Molecular Cloning of a Poria cocos Protein that Activates Th1 Immune Response and Allays Th2 Cytokine and IgE Production in a Murine Atopic Dermatitis Model.

Poria cocos (Schw.) Wolf, is an important Oriental culinary fungus with multiple functionalities, yet its active constituent have not been well defined. We previously purified an immunomodulatory protein, PCP, from P. cocos and described its biochemical features and its ability to activate primary macrophage via TLR4. In his study, we cloned the gene of PCP, and demonstrated its ability to activate Th1 response in vitro and in vivo.
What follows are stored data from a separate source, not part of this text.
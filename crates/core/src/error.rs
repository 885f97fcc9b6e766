//! Error types shared across the fairness layer

use thiserror::Error;

/// Base error type for the fairness layer
#[derive(Error, Debug)]
pub enum FairnessError {
    /// The storage engine or the configuration cannot support the requested
    /// operation. Never retried.
    #[error("configuration error: {0}")]
    Configuration(String),

    #[error("validation error: {0}")]
    Validation(String),

    /// Read or write failure reported by the job store or rank store,
    /// passed through unchanged.
    #[error("store error: {0}")]
    Store(String),
}

impl FairnessError {
    pub fn configuration(msg: impl Into<String>) -> Self {
        Self::Configuration(msg.into())
    }

    pub fn is_configuration(&self) -> bool {
        matches!(self, Self::Configuration(_))
    }
}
The complete cDNA sequence of PCP was 807 bp in length, including a 579-bp open reading frame encoding 194 amino acids, and a 151-bp 3'-UTR. In the presence of co-stimulatory CD3/CD28 signals, PCP significantly increased the expression of the activation markers CD44 and CD69 on splenic CD4+ and CD8+ T cells. The expression of T-bet, tyrosine phosphorylation of STAT4, IFN-γ and IL-2 secretion during PCP-induced CD4+ T cell activation were also up regulated. Oral administration of PCP suppressed the level of serum total and OVA-specific IgG1, and enhanced the amounts of serum and OVA-specific IgG2a, and T helper 1 (Th1)-associated cytokine secretion in BALB/c splenocytes. In addition, oral administration of PCP significantly reduced IL-4 and IgE expressions in a murine model of atopic dermatitis. In conclusion, these results provide evidences that PCP could regulate mammalian immune cells and reveal their pharmaceutical potential in developing therapeutic strategies against Th2-mediated immune disorders.